* **Exercise**
What you write should be an exact copy of the material, from its first line through the line containing "const WAVE_MAGIC: &[u8;".

>>>

//! Canonical RIFF/WAVE reading and writing (PCM encoding only).

use std::fs::File;
use std::io::{self, BufReader, BufWriter, Read, Seek, SeekFrom, Write};
use std::path::{Path, PathBuf};

use crate::source::{AudioParams, AudioSource, read_full_frames};
use crate::utils::errors::SourceError;

const RIFF_MAGIC: &[u8; 4] = b"RIFF";
const WAVE_MAGIC: &[u8; 4] = b"WAVE";
const FMT_CHUNK: &[u8; 4] = b"fmt ";
const DATA_CHUNK: &[u8; 4] = b"data";
const FORMAT_PCM: u16 = 1;

/// Parsed WAVE header: PCM parameters plus the location of the data chunk.
#[derive(Debug, Clone, Copy)]
pub struct WaveSpec {
    pub params: AudioParams,
    pub data_offset: u64,
    pub data_len: u64,
}

/// Parse the RIFF/WAVE header of `reader`, leaving it positioned at the
/// start of the data chunk.
pub fn read_wave_header<R: Read + Seek>(reader: &mut R) -> Result<WaveSpec, SourceError> {
    let mut magic = [0u8; 4];
    reader.read_exact(&mut magic)?;
    if &magic != RIFF_MAGIC {
        return Err(SourceError::InvalidWaveHeader(
            "missing RIFF signature".into(),
        ));
    }
    reader.seek(SeekFrom::Current(4))?; // RIFF size
    reader.read_exact(&mut magic)?;
    if &magic != WAVE_MAGIC {
        return Err(SourceError::InvalidWaveHeader(
            "missing WAVE signature".into(),
        ));
    }

    let mut params: Option<AudioParams> = None;
    loop {
        let mut chunk_id = [0u8; 4];
        if let Err(e) = reader.read_exact(&mut chunk_id) {
            if e.kind() == io::ErrorKind::UnexpectedEof {
                return Err(SourceError::InvalidWaveHeader("no data chunk".into()));
            }
            return Err(e.into());
        }
        let mut size_bytes = [0u8; 4];
        reader.read_exact(&mut size_bytes)?;
        let chunk_size = u32::from_le_bytes(size_bytes) as u64;

        match &chunk_id {
            id if id == FMT_CHUNK => {
                let mut fmt = vec![0u8; chunk_size as usize];
                reader.read_exact(&mut fmt)?;
                if fmt.len() < 16 {
                    return Err(SourceError::InvalidWaveHeader("fmt chunk too short".into()));
                }
                let format_tag = u16::from_le_bytes([fmt[0], fmt[1]]);
                if format_tag != FORMAT_PCM {
                    return Err(SourceError::UnsupportedWaveEncoding(format_tag));
                }
                let channels = u16::from_le_bytes([fmt[2], fmt[3]]) as usize;
                let sampling_rate = u32::from_le_bytes([fmt[4], fmt[5], fmt[6], fmt[7]]);
                let bits_per_sample = u16::from_le_bytes([fmt[14], fmt[15]]);
                if !bits_per_sample.is_multiple_of(8) {
                    return Err(SourceError::InvalidWaveHeader(format!(
                        "bits per sample must be a multiple of 8, got {bits_per_sample}"
                    )));
                }
                let sample_width = bits_per_sample as usize / 8;
                params = Some(AudioParams::new(sampling_rate, sample_width, channels)?);
                if chunk_size.is_multiple_of(2) {
                    continue;
                }
                reader.seek(SeekFrom::Current(1))?; // chunk padding
            }
            id if id == DATA_CHUNK => {
                let params = params.ok_or_else(|| {
                    SourceError::InvalidWaveHeader("data chunk before fmt chunk".into())
                })?;
                let data_offset = reader.stream_position()?;
                return Ok(WaveSpec {
                    params,
                    data_offset,
                    data_len: chunk_size,
                });
            }
            _ => {
                // skip unknown chunks, honoring the even-byte padding rule
                let skip = chunk_size + (chunk_size & 1);
                reader.seek(SeekFrom::Current(skip as i64))?;
            }
        }
    }
}

/// Load a whole WAVE file to memory, returning its parameters and sample
/// data.
pub fn load_wave(path: &Path) -> Result<(AudioParams, Vec<u8>), SourceError> {
    let mut reader = BufReader::new(File::open(path)?);
    let spec = read_wave_header(&mut reader)?;
    let mut data = vec![0u8; spec.data_len as usize];
    reader.read_exact(&mut data)?;
    Ok((spec.params, data))
}

/// Streaming [`AudioSource`] over a WAVE file; parameters come from the
/// container header.
pub struct WaveFileSource {
    path: PathBuf,
    spec: WaveSpec,
    stream: Option<BufReader<File>>,
    remaining: u64,
}

impl WaveFileSource {
    pub fn new<P: AsRef<Path>>(path: P) -> Result<Self, SourceError> {
        let path = path.as_ref().to_path_buf();
        let mut reader = BufReader::new(File::open(&path)?);
        let spec = read_wave_header(&mut reader)?;
        Ok(Self {
            path,
            spec,
            stream: None,
            remaining: 0,
        })
    }
}

impl AudioSource for WaveFileSource {
    fn open(&mut self) -> Result<(), SourceError> {
        if self.stream.is_none() {
            let mut reader = BufReader::new(File::open(&self.path)?);
            reader.seek(SeekFrom::Start(self.spec.data_offset))?;
            self.stream = Some(reader);
            self.remaining = self.spec.data_len;
        }
        Ok(())
    }

    fn close(&mut self) {
        self.stream = None;
    }

    fn is_open(&self) -> bool {
        self.stream.is_some()
    }

    fn read(&mut self, size: Option<usize>) -> Result<Option<Vec<u8>>, SourceError> {
        if self.stream.is_none() {
            return Err(SourceError::NotOpen);
        }
        let frame_size = self.spec.params.frame_size();
        let remaining_frames = (self.remaining / frame_size as u64) as usize;
        if remaining_frames == 0 {
            return Ok(None);
        }
        let frames = match crate::source::effective_size(size) {
            Some(frames) => frames.min(remaining_frames),
            None => remaining_frames,
        };
        let stream = self.stream.as_mut().ok_or(SourceError::NotOpen)?;
        let data = read_full_frames(stream, Some(frames), frame_size)?;
        if let Some(ref data) = data {
            self.remaining -= data.len() as u64;
        }
        Ok(data)
    }

    fn params(&self) -> AudioParams {
        self.spec.params
    }

    fn rewindable(&self) -> bool {
        true
    }

    fn rewind(&mut self) -> Result<(), SourceError> {
        match self.stream.as_mut() {
            Some(stream) => {
                stream.seek(SeekFrom::Start(self.spec.data_offset))?;
                self.remaining = self.spec.data_len;
                Ok(())
            }
            None => self.open(),
        }
    }
}

/// Canonical RIFF/WAVE writer for PCM audio.
///
/// Sizes in the header are placeholders until [`WavWriter::finish`] seeks
/// back and patches them.
pub struct WavWriter<W: Write + Seek> {
    writer: BufWriter<W>,
    params: AudioParams,
    riff_size_position: u64,
    data_size_position: u64,
    data_written: u64,
    header_written: bool,
}

impl<W: Write + Seek> WavWriter<W> {
    pub fn new(writer: W, params: AudioParams) -> Self {
        Self {
            writer: BufWriter::new(writer),
            params,
            riff_size_position: 0,
            data_size_position: 0,
            data_written: 0,
            header_written: false,
        }
    }

    pub fn write_header(&mut self) -> io::Result<()> {
        self.writer.write_all(RIFF_MAGIC)?;
        self.riff_size_position = self.writer.stream_position()?;
        self.writer.write_all(&0u32.to_le_bytes())?; // RIFF size, patched later
        self.writer.write_all(WAVE_MAGIC)?;

        self.writer.write_all(FMT_CHUNK)?;
        self.writer.write_all(&16u32.to_le_bytes())?;
        self.writer.write_all(&FORMAT_PCM.to_le_bytes())?;
        self.writer
            .write_all(&(self.params.channels as u16).to_le_bytes())?;
        self.writer
            .write_all(&self.params.sampling_rate.to_le_bytes())?;
        self.writer
            .write_all(&(self.params.bytes_per_second() as u32).to_le_bytes())?;
        self.writer
            .write_all(&(self.params.frame_size() as u16).to_le_bytes())?;
        self.writer
            .write_all(&((self.params.sample_width * 8) as u16).to_le_bytes())?;

        self.writer.write_all(DATA_CHUNK)?;
        self.data_size_position = self.writer.stream_position()?;
        self.writer.write_all(&0u32.to_le_bytes())?; // data size, patched later
        self.header_written = true;
        Ok(())
    }

    /// Append interleaved PCM bytes to the data chunk.
    pub fn write_data(&mut self, data: &[u8]) -> io::Result<()> {
        if !self.header_written {
            self.write_header()?;
        }
        self.writer.write_all(data)?;
        self.data_written += data.len() as u64;
        Ok(())
    }

    /// Patch chunk sizes and flush. Idempotent with respect to the data.
    pub fn finish(&mut self) -> io::Result<()> {
        if !self.header_written {
            self.write_header()?;
        }
        self.writer.flush()?;
        let end = self.writer.stream_position()?;

        self.writer
            .seek(SeekFrom::Start(self.data_size_position))?;
        self.writer
            .write_all(&(self.data_written as u32).to_le_bytes())?;

        self.writer
            .seek(SeekFrom::Start(self.riff_size_position))?;
        let riff_size = end - self.riff_size_position - 4;
        self.writer.write_all(&(riff_size as u32).to_le_bytes())?;

        self.writer.seek(SeekFrom::Start(end))?;
        self.writer.flush()?;
        Ok(())
    }

    pub fn data_written(&self) -> u64 {
        self.data_written
    }

    pub fn into_inner(self) -> io::Result<W> {
        self.writer.into_inner().map_err(|e| e.into_error())
    }
}

/// Write `data` as a WAVE file at `path`.
pub fn write_wave_file(path: &Path, data: &[u8], params: AudioParams) -> io::Result<()> {
    let mut writer = WavWriter::new(File::create(path)?, params);
    writer.write_header()?;
    writer.write_data(data)?;
    writer.finish()
}

#[cfg(test)]
mod tests {
    use super::*;
    use std::io::Cursor;

    fn write_to_cursor(data: &[u8], params: AudioParams) -> Vec<u8> {
        let cursor = Cursor::new(Vec::new());
        let mut writer = WavWriter::new(cursor, params);
        writer.write_header().unwrap();
        writer.write_data(data).unwrap();
        writer.finish().unwrap();
        writer.into_inner().unwrap().into_inner()
    }

    #[test]
    fn test_header_layout() {
        let params = AudioParams::new(16000, 2, 1).unwrap();
        let bytes = write_to_cursor(&[], params);
        assert_eq!(&bytes[0..4], RIFF_MAGIC);
        assert_eq!(&bytes[8..12], WAVE_MAGIC);
        assert_eq!(&bytes[12..16], FMT_CHUNK);
        assert_eq!(&bytes[36..40], DATA_CHUNK);
        // RIFF size covers everything after its own field
        assert_eq!(
            u32::from_le_bytes([bytes[4], bytes[5], bytes[6], bytes[7]]),
            bytes.len() as u32 - 8
        );
    }

    #[test]
    fn test_round_trip() {
        let params = AudioParams::new(16000, 2, 2).unwrap();
        let data: Vec<u8> = (0..640u32).flat_map(|i| (i as i16).to_le_bytes()).collect();
        let bytes = write_to_cursor(&data, params);

        let mut cursor = Cursor::new(bytes);
        let spec = read_wave_header(&mut cursor).unwrap();
        assert_eq!(spec.params, params);
        assert_eq!(spec.data_len as usize, data.len());

        let mut read_back = vec![0u8; spec.data_len as usize];
        cursor.read_exact(&mut read_back).unwrap();
        assert_eq!(read_back, data);
    }

    #[test]
    fn test_rejects_non_riff() {
        let mut cursor = Cursor::new(b"OggS00000000".to_vec());
        assert!(matches!(
            read_wave_header(&mut cursor),
            Err(SourceError::InvalidWaveHeader(_))
        ));
    }

    #[test]
    fn test_rejects_non_pcm_encoding() {
        let params = AudioParams::new(8000, 2, 1).unwrap();
        let mut bytes = write_to_cursor(&[0, 0], params);
        bytes[20] = 0x55; // format tag -> non-PCM
        let mut cursor = Cursor::new(bytes);
        assert!(matches!(
            read_wave_header(&mut cursor),
            Err(SourceError::UnsupportedWaveEncoding(0x55))
        ));
    }
}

<<<

* **Exercise answer**
//! Canonical RIFF/WAVE reading and writing (PCM encoding only).

use std::fs::File;
use std::io::{self, BufReader, BufWriter, Read, Seek, SeekFrom, Write};
use std::path::{Path, PathBuf};

use crate::source::{AudioParams, AudioSource, read_full_frames};
use crate::utils::errors::SourceError;

const RIFF_MAGIC: &[u8; 4] = b"RIFF";
const WAVE_MAGIC: &[u8; 4] = b"WAVE";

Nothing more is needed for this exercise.